Friday, January 20, 2012

What to do with your Old Hard Drive

Simple, put it in a box and use it.

I've been doing this for years.  You see, for years I've been recycling computers by going through them and setting them back up and passing on to someone who needs them.   Sometimes I hear of a story of someone tossing their old machines and keeping the hard drive in a closet. 

Because it's safe.

No, not really.   You see data is "forever".   I've dropped memory sticks in the pool and after drying them off (and out thoroughly) they work.  Sometimes.   Sometimes not. 

But that old hard drive on a shelf?   You can still read the data. 

So today I was going through the normal morning digital chaff and found a deal for an external drive case.  It's a little metal box into which you plug your old hard drive.  Once you assemble the stuff (two screws typically for a laptop, a few more for a desktop drive) you can plug that drive into your new computer and get the data off of it or run a program to "securely delete" the data.

Oh sure, the government and some police agencies know how to recover some of that but for the most part, the yahoo that ends up with that drive next won't know how. 

Here is one article from an old ZDNet posting from 2007 that goes into all that secure delete deeper.  If you're really curious and don't want to fiddle around with weird command line stuff, there are other programs that will do a "Secure Delete", just search your favorite search engine for the term.

The deal is that you now have what is in essence a big fat floppy drive that runs really fast.   What you do with it then is up to you, but if you've gone through and formatted the drive, and have an empty drive, you can treat it as a place to store a copy of your "most important data". 

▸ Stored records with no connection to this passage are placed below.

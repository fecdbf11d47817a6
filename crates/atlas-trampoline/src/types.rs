//! Type descriptor table
//!
//! Maps the Rust types that may cross the C boundary to the `ffi_type`
//! records libffi uses to marshal them:
//! - fixed-width integers, `isize`/`usize` and `bool` → libffi's integer types
//! - `f32`/`f64` → `float`/`double`
//! - raw pointers, `Option<NonNull<T>>` and C function pointers → `pointer`;
//!   function pointer arguments must be `Option<..>` since C may pass NULL
//! - `#[repr(C)]` structs declared with [`ffi_struct!`](crate::ffi_struct) and
//!   fixed-size arrays inside them → aggregate records built once per type
//!
//! Anything else has no impl and fails to compile where it is used. Nothing is
//! widened, narrowed or guessed.

use libffi::raw;
use std::any::{type_name, TypeId};
use std::collections::HashMap;
use std::ffi::c_void;
use std::fmt;
use std::mem;
use std::ptr::{self, NonNull};
use std::sync::{Arc, Mutex, OnceLock, PoisonError};

/// Value categories with a fixed libffi record
#[derive(Debug, Clone, Copy, PartialEq, Eq, Hash)]
pub enum Scalar {
    Void,
    U8,
    I8,
    U16,
    I16,
    U32,
    I32,
    U64,
    I64,
    F32,
    F64,
    Pointer,
}

impl Scalar {
    /// Pointer to libffi's static record for this category
    pub fn as_raw_ptr(self) -> *mut raw::ffi_type {
        match self {
            Scalar::Void => ptr::addr_of_mut!(raw::ffi_type_void),
            Scalar::U8 => ptr::addr_of_mut!(raw::ffi_type_uint8),
            Scalar::I8 => ptr::addr_of_mut!(raw::ffi_type_sint8),
            Scalar::U16 => ptr::addr_of_mut!(raw::ffi_type_uint16),
            Scalar::I16 => ptr::addr_of_mut!(raw::ffi_type_sint16),
            Scalar::U32 => ptr::addr_of_mut!(raw::ffi_type_uint32),
            Scalar::I32 => ptr::addr_of_mut!(raw::ffi_type_sint32),
            Scalar::U64 => ptr::addr_of_mut!(raw::ffi_type_uint64),
            Scalar::I64 => ptr::addr_of_mut!(raw::ffi_type_sint64),
            Scalar::F32 => ptr::addr_of_mut!(raw::ffi_type_float),
            Scalar::F64 => ptr::addr_of_mut!(raw::ffi_type_double),
            Scalar::Pointer => ptr::addr_of_mut!(raw::ffi_type_pointer),
        }
    }

    /// Short display name
    pub fn name(self) -> &'static str {
        match self {
            Scalar::Void => "void",
            Scalar::U8 => "u8",
            Scalar::I8 => "i8",
            Scalar::U16 => "u16",
            Scalar::I16 => "i16",
            Scalar::U32 => "u32",
            Scalar::I32 => "i32",
            Scalar::U64 => "u64",
            Scalar::I64 => "i64",
            Scalar::F32 => "f32",
            Scalar::F64 => "f64",
            Scalar::Pointer => "pointer",
        }
    }
}

/// A struct or array layout owned by this crate
///
/// Size and alignment are filled in from the Rust layout up front, so libffi
/// treats the record as already initialized and never writes to it. That is
/// what makes sharing one record between threads and call interfaces sound.
pub struct Aggregate {
    name: &'static str,
    raw: NonNull<raw::ffi_type>,
    /// Null-terminated element list `raw.elements` points into
    elements: NonNull<[*mut raw::ffi_type]>,
    /// Keeps nested aggregates alive
    members: Vec<TypeDescriptor>,
}

// SAFETY: immutable after construction; the raw pointers refer to heap cells
// owned by this value or to libffi statics.
unsafe impl Send for Aggregate {}
unsafe impl Sync for Aggregate {}

impl Aggregate {
    fn new(name: &'static str, size: usize, align: usize, members: Vec<TypeDescriptor>) -> Self {
        let mut elements: Vec<*mut raw::ffi_type> =
            members.iter().map(TypeDescriptor::as_raw_ptr).collect();
        elements.push(ptr::null_mut());
        let elements = NonNull::from(Box::leak(elements.into_boxed_slice()));

        let raw = Box::new(raw::ffi_type {
            size,
            alignment: align as u16,
            type_: raw::FFI_TYPE_STRUCT as u16,
            elements: elements.cast::<*mut raw::ffi_type>().as_ptr(),
        });

        Self {
            name,
            raw: NonNull::from(Box::leak(raw)),
            elements,
            members,
        }
    }
}

impl Drop for Aggregate {
    fn drop(&mut self) {
        // SAFETY: both cells were leaked from boxes in `new` and are freed once
        unsafe {
            drop(Box::from_raw(self.raw.as_ptr()));
            drop(Box::from_raw(self.elements.as_ptr()));
        }
    }
}

/// ABI description of one value
#[derive(Clone)]
pub enum TypeDescriptor {
    Scalar(Scalar),
    Aggregate(Arc<Aggregate>),
}

impl TypeDescriptor {
    pub const VOID: TypeDescriptor = TypeDescriptor::Scalar(Scalar::Void);

    /// The record libffi reads
    pub fn as_raw_ptr(&self) -> *mut raw::ffi_type {
        match self {
            TypeDescriptor::Scalar(scalar) => scalar.as_raw_ptr(),
            TypeDescriptor::Aggregate(aggregate) => aggregate.raw.as_ptr(),
        }
    }

    pub fn is_void(&self) -> bool {
        matches!(self, TypeDescriptor::Scalar(Scalar::Void))
    }

    pub fn name(&self) -> &'static str {
        match self {
            TypeDescriptor::Scalar(scalar) => scalar.name(),
            TypeDescriptor::Aggregate(aggregate) => aggregate.name,
        }
    }

    /// Member descriptors of an aggregate, empty for scalars
    pub fn members(&self) -> &[TypeDescriptor] {
        match self {
            TypeDescriptor::Scalar(_) => &[],
            TypeDescriptor::Aggregate(aggregate) => &aggregate.members,
        }
    }

    /// Size in bytes as recorded for libffi
    pub fn size(&self) -> usize {
        // SAFETY: scalar records are libffi statics, aggregates are owned and live
        unsafe { (*self.as_raw_ptr()).size }
    }
}

impl PartialEq for TypeDescriptor {
    fn eq(&self, other: &Self) -> bool {
        match (self, other) {
            (TypeDescriptor::Scalar(a), TypeDescriptor::Scalar(b)) => a == b,
            (TypeDescriptor::Aggregate(a), TypeDescriptor::Aggregate(b)) => Arc::ptr_eq(a, b),
            _ => false,
        }
    }
}

impl Eq for TypeDescriptor {}

impl fmt::Debug for TypeDescriptor {
    fn fmt(&self, f: &mut fmt::Formatter<'_>) -> fmt::Result {
        match self {
            TypeDescriptor::Scalar(scalar) => write!(f, "Scalar({})", scalar.name()),
            TypeDescriptor::Aggregate(aggregate) => f
                .debug_struct("Aggregate")
                .field("name", &aggregate.name)
                .field("members", &aggregate.members)
                .finish(),
        }
    }
}

impl fmt::Display for TypeDescriptor {
    fn fmt(&self, f: &mut fmt::Formatter<'_>) -> fmt::Result {
        f.write_str(self.name())
    }
}

/// Canonical aggregate descriptor for `T`, built on first use
///
/// Used by [`ffi_struct!`](crate::ffi_struct) and the array impls. Members are
/// described outside the cache lock because describing them may recurse.
#[doc(hidden)]
pub fn aggregate<T: 'static>(members: impl FnOnce() -> Vec<TypeDescriptor>) -> TypeDescriptor {
    static CANONICAL: OnceLock<Mutex<HashMap<TypeId, TypeDescriptor>>> = OnceLock::new();

    let table = CANONICAL.get_or_init(Default::default);
    let id = TypeId::of::<T>();

    if let Some(found) = table
        .lock()
        .unwrap_or_else(PoisonError::into_inner)
        .get(&id)
    {
        return found.clone();
    }

    let built = TypeDescriptor::Aggregate(Arc::new(Aggregate::new(
        type_name::<T>(),
        mem::size_of::<T>(),
        mem::align_of::<T>(),
        members(),
    )));

    table
        .lock()
        .unwrap_or_else(PoisonError::into_inner)
        .entry(id)
        .or_insert(built)
        .clone()
}

/// A Rust type with a C layout libffi can describe
///
/// # Safety
///
/// `describe` must return a descriptor whose size, alignment and member
/// layout match `Self` exactly.
pub unsafe trait Describe {
    fn describe() -> TypeDescriptor;
}

/// A type that may be passed by value through a generated function pointer
///
/// # Safety
///
/// Every bit pattern the C side may pass for the described type must be a
/// valid `Self`.
pub unsafe trait FfiArg: Describe + Copy {}

/// A type that may be returned through a generated function pointer; `()` is `void`
///
/// # Safety
///
/// `write_return` must write exactly the representation libffi expects for
/// the descriptor returned by `describe_return`.
pub unsafe trait FfiReturn: Sized {
    const IS_VOID: bool = false;

    fn describe_return() -> TypeDescriptor;

    /// Store `self` into libffi's return buffer
    ///
    /// # Safety
    ///
    /// `ret` must point to a return buffer prepared by libffi for this type.
    unsafe fn write_return(self, ret: *mut c_void) {
        ret.cast::<Self>().write(self);
    }
}

unsafe impl FfiReturn for () {
    const IS_VOID: bool = true;

    fn describe_return() -> TypeDescriptor {
        TypeDescriptor::VOID
    }

    unsafe fn write_return(self, _ret: *mut c_void) {}
}

macro_rules! impl_scalar {
    ($($ty:ty => $scalar:ident),* $(,)?) => {$(
        unsafe impl Describe for $ty {
            fn describe() -> TypeDescriptor {
                TypeDescriptor::Scalar(Scalar::$scalar)
            }
        }

        unsafe impl FfiArg for $ty {}
    )*};
}

impl_scalar! {
    u8 => U8,
    i8 => I8,
    u16 => U16,
    i16 => I16,
    u32 => U32,
    i32 => I32,
    u64 => U64,
    i64 => I64,
    f32 => F32,
    f64 => F64,
    bool => U8,
}

#[cfg(target_pointer_width = "64")]
impl_scalar!(usize => U64, isize => I64);

#[cfg(target_pointer_width = "32")]
impl_scalar!(usize => U32, isize => I32);

// libffi requires integral results narrower than a register to be stored as a
// full `ffi_arg`/`ffi_sarg`.
macro_rules! impl_integral_return {
    ($($ty:ty => $wide:ty),* $(,)?) => {$(
        unsafe impl FfiReturn for $ty {
            fn describe_return() -> TypeDescriptor {
                <$ty as Describe>::describe()
            }

            #[allow(clippy::unnecessary_cast)]
            unsafe fn write_return(self, ret: *mut c_void) {
                if mem::size_of::<$ty>() < mem::size_of::<$wide>() {
                    ret.cast::<$wide>().write(self as $wide);
                } else {
                    ret.cast::<$ty>().write(self);
                }
            }
        }
    )*};
}

impl_integral_return! {
    u8 => raw::ffi_arg,
    i8 => raw::ffi_sarg,
    u16 => raw::ffi_arg,
    i16 => raw::ffi_sarg,
    u32 => raw::ffi_arg,
    i32 => raw::ffi_sarg,
    u64 => raw::ffi_arg,
    i64 => raw::ffi_sarg,
    usize => raw::ffi_arg,
    isize => raw::ffi_sarg,
    bool => raw::ffi_arg,
}

unsafe impl FfiReturn for f32 {
    fn describe_return() -> TypeDescriptor {
        TypeDescriptor::Scalar(Scalar::F32)
    }
}

unsafe impl FfiReturn for f64 {
    fn describe_return() -> TypeDescriptor {
        TypeDescriptor::Scalar(Scalar::F64)
    }
}

macro_rules! impl_pointer_like {
    ($(impl<$($gen:ident),*> for $ty:ty;)*) => {$(
        unsafe impl<$($gen),*> Describe for $ty {
            fn describe() -> TypeDescriptor {
                TypeDescriptor::Scalar(Scalar::Pointer)
            }
        }

        unsafe impl<$($gen),*> FfiArg for $ty {}

        unsafe impl<$($gen),*> FfiReturn for $ty {
            fn describe_return() -> TypeDescriptor {
                TypeDescriptor::Scalar(Scalar::Pointer)
            }
        }
    )*};
}

macro_rules! impl_fn_return {
    ($(impl<$($gen:ident),*> for $ty:ty;)*) => {$(
        unsafe impl<$($gen),*> Describe for $ty {
            fn describe() -> TypeDescriptor {
                TypeDescriptor::Scalar(Scalar::Pointer)
            }
        }

        unsafe impl<$($gen),*> FfiReturn for $ty {
            fn describe_return() -> TypeDescriptor {
                TypeDescriptor::Scalar(Scalar::Pointer)
            }
        }
    )*};
}

impl_pointer_like! {
    impl<T> for *const T;
    impl<T> for *mut T;
    impl<T> for Option<NonNull<T>>;
}

// A non-null Rust fn pointer cannot hold the NULL the C side may pass for a
// `pointer` parameter, so only the `Option` forms are accepted as arguments.
macro_rules! impl_fn_pointers {
    ($($arg:ident),*) => {
        impl_pointer_like! {
            impl<Ret $(, $arg)*> for Option<extern "C" fn($($arg),*) -> Ret>;
            impl<Ret $(, $arg)*> for Option<unsafe extern "C" fn($($arg),*) -> Ret>;
        }

        impl_fn_return! {
            impl<Ret $(, $arg)*> for extern "C" fn($($arg),*) -> Ret;
            impl<Ret $(, $arg)*> for unsafe extern "C" fn($($arg),*) -> Ret;
        }
    };
}

impl_fn_pointers!();
impl_fn_pointers!(A);
impl_fn_pointers!(A, B);
impl_fn_pointers!(A, B, C);
impl_fn_pointers!(A, B, C, D);
impl_fn_pointers!(A, B, C, D, E);
impl_fn_pointers!(A, B, C, D, E, F);

struct NonEmpty<const N: usize>;

impl<const N: usize> NonEmpty<N> {
    const CHECK: () = assert!(N > 0, "zero-length arrays have no C layout");
}

/// Arrays are only describable as struct members; C passes array parameters
/// as pointers.
unsafe impl<T: Describe + 'static, const N: usize> Describe for [T; N] {
    fn describe() -> TypeDescriptor {
        #[allow(clippy::let_unit_value)]
        let () = NonEmpty::<N>::CHECK;
        aggregate::<Self>(|| (0..N).map(|_| T::describe()).collect())
    }
}

/// Declare a `#[repr(C)]` struct that can cross the C boundary by value
///
/// Every field type must itself be describable. The struct must derive
/// `Clone` and `Copy` to be used as an argument.
///
/// ```
/// atlas_trampoline::ffi_struct! {
///     #[derive(Debug, Clone, Copy, PartialEq)]
///     pub struct Point {
///         pub x: i32,
///         pub y: f32,
///     }
/// }
///
/// use atlas_trampoline::Describe;
/// assert_eq!(Point::describe().members().len(), 2);
/// ```
#[macro_export]
macro_rules! ffi_struct {
    (
        $(#[$meta:meta])*
        $vis:vis struct $name:ident {
            $($(#[$field_meta:meta])* $field_vis:vis $field:ident : $ty:ty),+ $(,)?
        }
    ) => {
        $(#[$meta])*
        #[repr(C)]
        $vis struct $name {
            $($(#[$field_meta])* $field_vis $field: $ty),+
        }

        $crate::impl_ffi_struct!(unsafe $name { $($ty),+ });
    };
}

/// Describe an existing struct by its field types, in declaration order
///
/// The `unsafe` keyword is part of the syntax: the struct must be
/// `#[repr(C)]` and the list must match its fields exactly.
#[macro_export]
macro_rules! impl_ffi_struct {
    (unsafe $name:ty { $($ty:ty),+ $(,)? }) => {
        unsafe impl $crate::Describe for $name {
            fn describe() -> $crate::TypeDescriptor {
                $crate::types::aggregate::<Self>(|| {
                    ::std::vec![$(<$ty as $crate::Describe>::describe()),+]
                })
            }
        }

        unsafe impl $crate::FfiArg for $name {}

        unsafe impl $crate::FfiReturn for $name {
            fn describe_return() -> $crate::TypeDescriptor {
                <Self as $crate::Describe>::describe()
            }
        }
    };
}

You know, things like tax records, receipts, recipes, pictures of the dog, a copy of the check you sent to me because I'm such a good guy... that kind of stuff.

Only kidding about that dog thing.

The deal is that the hard drive in your desktop machine is about the size of a paperback book.  A thick one, but a paperback book.  The hard drive in your laptop is even smaller, thinner than a cigarette pack and probably about 1/4 as thick.   You can store these things with data in them for years in a secure place like a safe deposit box or inside grandma's mattress and not worry about all of that stuff getting lost or someone getting hold of it by trash picking it out of your bins.

Don't throw out electronics if you can, after all it will just pollute, but you do get the idea.

What got me thinking was that I have a stack of old laptop drives in the back room, all 40GB or larger.   A memory stick of 32GB is around $32, the case cost me $4 each and I have the drives.   May as well use them.

Just make sure that when you pull the cables off the old drives you look at the connectors.  Pins mean IDE, Slot connectors (typically grey) mean SATA.   Buy the right type and it's pretty foolproof.

You'll sleep better knowing that there isn't some wierdo looking over your old data.